3
HABÍA hablado de las Escrituras, recordó Catherine mientras subían las escaleras hacia el segundo piso de la torre del homenaje. ¡Porque podía leer de nuevo! No era ingratitud, sino felicidad lo que le había impulsado a salir corriendo con los anteojos sin decirle a ella una sola palabra. Ahora sir Latimer les iba a recibir en sus aposentos. Seguro que su conciencia le había avisado de que se le había olvidado darle las gracias. Cuando Elias abrió la puerta y se presentaron ante el caballero, a ella le temblaban las rodillas.
Sir Latimer llevaba una gastada guerrera roja, en cuyo pecho había una cruz amarilla bordada. Remiendos de tela roja evidenciaban que aquella prenda le había acompañado en los campos de batalla.
—Buenos días —dijo con una solemnidad que parecía como si les fuera a comunicar la muerte del rey.
—¿Malas noticias, señor?
—Para vosotros, no. Las lentes son magníficas. —La mirada del caballero se perdió en la lejanía. En su entrecejo se dibujaron unas arrugas. Continuó en un susurro—: A veces estoy cansado de tanto luchar.
—¿Los franceses? —preguntó Elias—. ¿Han desembarcado ya?
—¡Bah, los franceses? Qué significa eso, dos miserables países combatiendo. Fuerzas superiores nos amenazan.
—¡Entiendo! —asintió Elias, mirando de reojo a Catherine.
¿De qué hablaban? En el patio le había prometido a Elias que no diría una sola palabra delante del caballero. Pero ahora se agolpaban las preguntas en su boca, rondaban por su lengua, rozando sus labios.
De pronto, la clara mirada del caballero se clavó en su rostro.
—¿Cómo te llamas?
—Catherine.
—No te enfades, Catherine. Anne, mi esposa, tampoco sabe nada. Y en mis horas bajas yo también querría poder disfrutar de esa tranquilidad. —Cerró los ojos—. ¿Tienes algún amigo, algún compañero, Elias? Dime.
—No, señor. Tengo a mi esposa.
—Entonces imagina que tu esposa te ataca por la espalda. —Guardó silencio un instante—. ¡Qué deshonra! ¡Qué confianza traicionada! ¡Esa daga entre mis omóplatos!
—Uno de vuestros camaradas...
—¡Merece que le torturen en el potro, que le descuarticen, que le quemen!
—Nadie se merece eso —dijo Catherine.
El caballero la miró como si hubiera oído hablar a un animal.
—Te equivocas. Pertenecer al sexo débil te hace bondadosa, y eso te sienta bien. Pero la verdad es que incluso el Dios lleno de gracia es un juez severo. El traidor merece un duro castigo.
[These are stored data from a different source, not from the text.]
//! Passive sensor models
//!
//! Continuous sensors track a physical driver (ambient temperature, room
//! occupancy) with inertia plus measurement noise; discrete sensors fire
//! Poisson events. Every reading is clamped to the configured bounds.

use rand::Rng;
use rand_chacha::ChaCha8Rng;

use super::{approach_alpha, clamp_reading, event_occurs, walk_step, Environment};
use crate::hierarchy::device::{Device, DeviceState, StateValue};

const BATTERY_DRAIN_PCT_PER_HOUR: f64 = 0.01;

pub fn temperature(
    device: &Device,
    state: &mut DeviceState,
    env: &Environment<'_>,
    rng: &mut ChaCha8Rng,
) {
    let ambient = env.ambient_temperature();
    let current = state.get_f64("temperature").unwrap_or(21.0);
    // Room air closes 10% of the gap to ambient every five minutes
    let alpha = approach_alpha(0.1, env.elapsed);
    let pulled = current + (ambient - current) * alpha + rng.gen_range(-0.3..=0.3);
    let value = clamp_reading(pulled, &device.config, -10.0, 45.0);
    state.set("temperature", StateValue::Float(value));

    let humidity = state.get_f64("humidity").unwrap_or(45.0);
    let humidity = walk_step(rng, humidity, 2.0, env.elapsed, 20.0, 90.0);
    state.set("humidity", StateValue::Float(humidity));
}

pub fn humidity(
    device: &Device,
    state: &mut DeviceState,
    env: &Environment<'_>,
    rng: &mut ChaCha8Rng,
) {
    let current = state.get_f64("humidity").unwrap_or(50.0);
    let lo = device.config.min_val.unwrap_or(20.0);
    let hi = device.config.max_val.unwrap_or(90.0);
    let value = walk_step(rng, current, 2.0, env.elapsed, lo, hi);
    state.set("humidity", StateValue::Float(value));
}

pub fn co2(device: &Device, state: &mut DeviceState, env: &Environment<'_>, rng: &mut ChaCha8Rng) {
    let current = state.get_f64("co2").unwrap_or(420.0);
    // Exhaled CO2 accumulates while occupied, ventilation pulls it back down
    let target = if env.room_occupied { 900.0 } else { 420.0 };
    let alpha = approach_alpha(0.15, env.elapsed);
    let pulled = current + (target - current) * alpha + rng.gen_range(-15.0..=15.0);
    let value = clamp_reading(pulled, &device.config, 350.0, 5000.0);
    state.set("co2", StateValue::Float(value));

    let aqi = ((value - 400.0) / 16.0).clamp(0.0, 500.0);
    state.set("air_quality_index", StateValue::Float(aqi));
}

pub fn motion(
    device: &Device,
    state: &mut DeviceState,
    env: &Environment<'_>,
    rng: &mut ChaCha8Rng,
) {
    let sensitivity = device.config.sensitivity.unwrap_or(0.8).clamp(0.0, 1.0);
    let detected = if env.room_occupied {
        rng.gen_bool(sensitivity)
    } else {
        // Occasional false positive (pets, drafts)
        event_occurs(rng, 0.02, env.elapsed_hours())
    };
    state.set("motion_detected", StateValue::Bool(detected));

    let signal = state.get_f64("signal_strength").unwrap_or(90.0);
    let signal = walk_step(rng, signal, 3.0, env.elapsed, 60.0, 100.0);
    state.set("signal_strength", StateValue::Float(signal));
}

pub fn occupancy(
    device: &Device,
    state: &mut DeviceState,
    env: &Environment<'_>,
    rng: &mut ChaCha8Rng,
) {
    let capacity = device.config.max_val.unwrap_or(8.0).max(1.0) as i64;
    let h = env.now.hour_of_day();
    let workday = !env.now.weekday().is_weekend();
    let expected = if workday && (8.0..18.0).contains(&h) {
        // Light lunchtime dip
        if (12.0..13.0).contains(&h) {
            capacity / 2
        } else {
            capacity
        }
    } else {
        0
    };

    // People arrive and leave one at a time
    let mut count = state.get_i64("occupant_count").unwrap_or(0);
    if count != expected && event_occurs(rng, 6.0, env.elapsed_hours()) {
        count += if count < expected { 1 } else { -1 };
    }
    state.set("occupant_count", StateValue::Int(count.clamp(0, capacity)));

    let signal = state.get_f64("signal_strength").unwrap_or(90.0);
    let signal = walk_step(rng, signal, 3.0, env.elapsed, 60.0, 100.0);
    state.set("signal_strength", StateValue::Float(signal));
}

/// Door and window contact sensors share a model; they differ only in how
/// often they are operated.
pub fn contact(
    device: &Device,
    state: &mut DeviceState,
    env: &Environment<'_>,
    rng: &mut ChaCha8Rng,
) {
    let base_rate = device.config.event_rate_per_hour.unwrap_or(
        if device.kind == crate::hierarchy::device::DeviceKind::DoorSensor {
            4.0
        } else {
            0.5
        },
    );
    // Barely anything moves at night
    let h = env.now.hour_of_day();
    let rate = if (7.0..20.0).contains(&h) {
        base_rate
    } else {
        base_rate * 0.05
    };
    if event_occurs(rng, rate, env.elapsed_hours()) {
        let open = state.get_bool("open").unwrap_or(false);
        state.set("open", StateValue::Bool(!open));
    }
    drain_battery(state, env);
}

pub fn leak(device: &Device, state: &mut DeviceState, env: &Environment<'_>, rng: &mut ChaCha8Rng) {
    let rate = device.config.event_rate_per_hour.unwrap_or(0.0005);
    let leaking = state.get_bool("leak_detected").unwrap_or(false);
    if leaking {
        // Maintenance shows up within a couple of hours on average
        if event_occurs(rng, 0.5, env.elapsed_hours()) {
            state.set("leak_detected", StateValue::Bool(false));
        }
    } else if event_occurs(rng, rate, env.elapsed_hours()) {
        state.set("leak_detected", StateValue::Bool(true));
    }
    drain_battery(state, env);
}

pub fn smoke(device: &Device, state: &mut DeviceState, env: &Environment<'_>, rng: &mut ChaCha8Rng) {
    let rate = device.config.event_rate_per_hour.unwrap_or(0.0002);
    let current = state.get_f64("smoke_level").unwrap_or(0.0);
    let level = if event_occurs(rng, rate, env.elapsed_hours()) {
        rng.gen_range(60.0..150.0)
    } else {
        // Halves roughly every five minutes back toward baseline dust noise
        let decay = 0.5f64.powf(env.elapsed.as_secs_f64() / 300.0);
        current * decay + rng.gen_range(0.0..=1.5)
    };
    let level = clamp_reading(level, &device.config, 0.0, 300.0);
    state.set("smoke_level", StateValue::Float(level));
    state.set("alarm_active", StateValue::Bool(level > 50.0));
}

fn drain_battery(state: &mut DeviceState, env: &Environment<'_>) {
    let battery = state.get_f64("battery_level").unwrap_or(100.0);
    let drained = (battery - BATTERY_DRAIN_PCT_PER_HOUR * env.elapsed_hours()).max(0.0);
    state.set("battery_level", StateValue::Float(drained));
}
Los labios de Catherine temblaron. No pudo contener las palabras un segundo más.
—Bien, si Dios juzga...
—¡Cállate! —Su voz sonó como un látigo. Luego añadió siseando—: Tú no sabes de lo que es capaz un corazón herido.
—Perdonad a mi atrevida esposa.
Elias se arrodilló al tiempo que agarraba con fuerza el brazo de Catherine, obligándola a arrodillarse a ella también con un fuerte tirón.
Cuando se incorporaron de nuevo, habían desaparecido las arrugas del rostro del caballero. Su frente se relajó, el gesto amargado se suavizó.
—¡Naturalmente! —Asintió, pasándose la mano por la cara—. He mandado llamaros para recompensaros. Obtendréis un caballo, un valioso palafrén. Pienso que con eso estáis bien pagados.
—Sois muy generoso, caballero —murmuró Elias.
—¿Vas a venderlo, o piensas conservarlo?
—Todavía no lo sé, señor.
—Si lo vendes, exige un buen precio. No quiero ver a mi valioso Warin infravalorado. ¿Sabes qué caracteriza a un palafrén?
Elias dudó, luego sacudió la cabeza.
—Los palafrenes dominan el paso de ambladura. El caballo mantiene una actitud altanera y camina sin esfuerzo, sin tirar al jinete. Es una cualidad poco habitual. Al trote uno se mueve mucho. Al paso de ambladura, no. Por eso los nobles valoran los palafrenes, los que se los pueden permitir.
—Entiendo.
—Es tu retribución, y la de tu esposa Catherine. Warin no es muy joven, pero lo disfrutaréis todavía unos años. Os deseo un buen viaje de regreso a casa.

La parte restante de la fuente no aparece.